The word "petticoating" is spelled with three syllables: /pe-ti-ko-ting/. The first syllable is pronounced with a short "e" sound, the second syllable has a long "i" sound, and the third syllable has a "t" sound followed by an "ing" sound. The word refers to the act of dressing a male in clothing typically worn by females. Though the spelling of "petticoating" may seem confusing at first, breaking it down into its individual phonetic components makes it easier to understand and pronounce.

PETTICOATING Meaning and Definition

  1. Petticoating is a term that refers to the practice of forcing or coercing a male individual to dress in feminine clothing, specifically petticoats. This act is typically done against the person's will, as a means of humiliation, punishment, or control.

    The term "petticoating" originates from the garment itself, the petticoat, which is an undergarment worn beneath a skirt or dress, traditionally by women. However, in the context of petticoating, it is used to describe the act of making a male wear such clothing as a means of emasculating or demeaning them. This often involves the individual being required to wear additional feminine attire, such as skirts, blouses, or other items typically associated with women's clothing.

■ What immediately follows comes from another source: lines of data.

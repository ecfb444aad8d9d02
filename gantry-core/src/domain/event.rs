//! Event domain types
//!
//! An event is a queued request to execute one pipeline run. The queue-state
//! fields (`queue_status`, `in_time`, `out_time`, `retry`) belong to the event
//! store; the embedded record belongs to the worker holding the lease.

use chrono::{DateTime, Duration, Utc};
use serde::{Deserialize, Serialize};
use uuid::Uuid;

use super::pipeline::{Pipeline, Project};
use super::record::PipelineRecord;

/// Time after which a claimed but unresolved event can be claimed again
pub const LEASE_WINDOW_SECS: i64 = 3 * 60;

/// Retry count after which the backoff delay stops growing
pub const RETRY_THRESHOLD: u32 = 10;

/// One retry unit, in seconds
pub const RETRY_UNIT_SECS: i64 = 60;

pub fn lease_window() -> Duration {
    Duration::seconds(LEASE_WINDOW_SECS)
}

/// Queue state of an event
#[derive(Debug, Clone, Copy, PartialEq, Eq, Serialize, Deserialize)]
pub enum QueueStatus {
    /// Waiting to be claimed
    InQueue,
    /// Claimed by a worker, leased until `out_time + LEASE_WINDOW`
    OutQueue,
}

impl QueueStatus {
    pub fn as_str(self) -> &'static str {
        match self {
            QueueStatus::InQueue => "in",
            QueueStatus::OutQueue => "out",
        }
    }

    pub fn parse(s: &str) -> Option<Self> {
        match s {
            "in" => Some(QueueStatus::InQueue),
            "out" => Some(QueueStatus::OutQueue),
            _ => None,
        }
    }
}

/// Retry bookkeeping of a re-enqueued event
#[derive(Debug, Clone, Copy, PartialEq, Eq)]
pub struct RetryBackoff {
    pub retry_count: u32,
    pub next_eligible_at: DateTime<Utc>,
}

impl RetryBackoff {
    /// Delay applied after the given retry, capped at `RETRY_THRESHOLD` units
    pub fn delay_for(retry_count: u32) -> Duration {
        let units = retry_count.min(RETRY_THRESHOLD) as i64;
        Duration::seconds(units * RETRY_UNIT_SECS)
    }

    /// Computes the backoff for the next attempt
    ///
    /// The new eligibility time is pushed past both the previous `in_time`
    /// and `now`, so a reset event never jumps ahead of its own delay.
    pub fn next(retry_count: u32, in_time: DateTime<Utc>, now: DateTime<Utc>) -> Self {
        let retry_count = retry_count.saturating_add(1);
        let base = in_time.max(now);
        Self {
            retry_count,
            next_eligible_at: base + Self::delay_for(retry_count),
        }
    }
}

/// A queued pipeline run
#[derive(Debug, Clone, PartialEq, Serialize, Deserialize)]
pub struct Event {
    pub id: Uuid,
    pub queue_status: QueueStatus,
    pub in_time: DateTime<Utc>,
    pub out_time: Option<DateTime<Utc>>,
    #[serde(default)]
    pub retry: u32,
    pub project: Project,
    pub pipeline: Pipeline,
    pub record: PipelineRecord,
}

impl Event {
    /// Creates a new event in the queue
    pub fn new(project: Project, pipeline: Pipeline, record: PipelineRecord, now: DateTime<Utc>) -> Self {
        Self {
            id: Uuid::new_v4(),
            queue_status: QueueStatus::InQueue,
            in_time: now,
            out_time: None,
            retry: 0,
            project,
            pipeline,
            record,
        }
    }

    /// Whether `next_event` may hand this event out at `now`
    ///
    /// A claimed event is reclaimable once its lease is strictly older than
    /// the lease window.
    pub fn is_claimable(&self, now: DateTime<Utc>) -> bool {
        match self.queue_status {
            QueueStatus::InQueue => self.in_time <= now,
            QueueStatus::OutQueue => match self.out_time {
                Some(out) => out < now - lease_window(),
                None => true,
            },
        }
    }

    /// Marks the event as claimed at `now`
    pub fn claim(&mut self, now: DateTime<Utc>) {
        self.queue_status = QueueStatus::OutQueue;
        self.out_time = Some(now);
    }

    /// Re-enqueues the event with backoff
    pub fn reset(&mut self, now: DateTime<Utc>) -> RetryBackoff {
        let backoff = RetryBackoff::next(self.retry, self.in_time, now);
        self.retry = backoff.retry_count;
        self.in_time = backoff.next_eligible_at;
        self.queue_status = QueueStatus::InQueue;
        backoff
    }

    /// Copies the worker-owned snapshot of `other`, keeping this event's queue state
    pub fn apply_snapshot(&mut self, other: Event) {
        self.project = other.project;
        self.pipeline = other.pipeline;
        self.record = other.record;
    }
}
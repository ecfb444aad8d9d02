//! Integration test stage
//!
//! Starts the declared service containers on a network private to the run,
//! each reachable by its service name, then runs the test commands in a
//! container of the built image under test.

use anyhow::{Context, Result};
use gantry_core::domain::record::StageName;

use super::{StageManager, helper, sorted_env};
use crate::context::RunContext;
use crate::logpipe::LogWriter;
use crate::runtime::{ContainerCommand, ContainerGuard, ContainerSpec};

impl StageManager {
    pub(super) async fn integration_test(&self, ctx: &mut RunContext) -> Result<()> {
        let stage = StageName::IntegrationTest;
        let pipe = self.open_log(ctx.stream_key(stage), stage).await?;

        let mut guard = ContainerGuard::new();
        let outcome = self.run_integration(ctx, pipe.writer(), &mut guard).await;
        guard.release(self.runtime.as_ref()).await;

        Self::close_log(pipe, stage, &outcome).await;
        outcome
    }

    async fn run_integration(&self, ctx: &RunContext, log: &LogWriter, guard: &mut ContainerGuard) -> Result<()> {
        let config = ctx
            .event
            .pipeline
            .build
            .stages
            .integration_test
            .as_ref()
            .context("pipeline has no integration test configuration")?;

        let image = helper::find_test_image(&ctx.built_images, &config.config.image_name)
            .with_context(|| format!("image {} was not built by this run", config.config.image_name))?;

        let slug = ctx.run_slug();
        let auth = self.registry_auth(ctx);

        let network = format!("gantry-{}-net", slug);
        guard.track_network(network.clone());
        self.runtime.create_network(&network).await?;

        for service in &config.services {
            if service.name.trim().is_empty() {
                anyhow::bail!("service {} has no name", service.image);
            }

            let mut spec = ContainerSpec::new(format!("gantry-{}-svc-{}", slug, service.name), service.image.clone());
            spec.command = if service.command.is_empty() {
                ContainerCommand::ImageDefault
            } else {
                ContainerCommand::Entrypoint(service.command.clone())
            };
            spec.env = sorted_env(&service.env_vars);
            spec.network = Some(network.clone());
            spec.network_alias = Some(service.name.clone());

            log.line(&format!("Starting service {} ({})", service.name, service.image));
            guard.track_container(spec.name.clone());
            self.runtime
                .start_container(&spec, auth.as_ref(), log)
                .await
                .with_context(|| format!("service {} failed to start", service.name))?;
        }

        let mut spec = ContainerSpec::new(format!("gantry-{}-test", slug), image.clone());
        spec.env = sorted_env(&config.config.env_vars);
        spec.network = Some(network);

        log.line(&format!("Testing {}", image));
        guard.track_container(spec.name.clone());
        let container = self.runtime.start_container(&spec, auth.as_ref(), log).await?;

        for command in &config.config.command {
            log.line(&format!("$ {}", command));
            let code = self.runtime.exec(&container, command, None, log).await?;
            if code != 0 {
                anyhow::bail!("command `{}` exited with code {}", command, code);
            }
        }

        Ok(())
    }
}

    Petticoating can occur in various settings, including within domestic relationships, power dynamics, or as part of BDSM activities. It is important to note that non-consensual petticoating is considered a form of psychological and emotional abuse, as it violates an individual's autonomy, dignity, and personal boundaries.

    While the term "petticoating" may encompass a specific act, its connotations are rooted in gender roles, expectations, and stereotypes. It highlights not only the act of forcing one to dress in a specific way, but also the power dynamics, control, and subjugation associated with it.


The word "petticoating" is derived from the noun "petticoat" combined with the suffix "-ing". Here is the breakdown of the etymology:

1. Petticoat:

- This term originated in the 14th century and is a combination of two Middle English words:

- "Pety", meaning "small" or "short".

- "Coat", referring to a garment worn over other clothing.

- In earlier usage, "petticoat" specifically referred to a woman's undergarment that was worn beneath a skirt or dress.

2. -ing:

- This is a suffix in English that has various functions, including forming the present participle of verbs, creating gerunds, and serving as a nominalizing suffix to create nouns from adjectives or verb stems.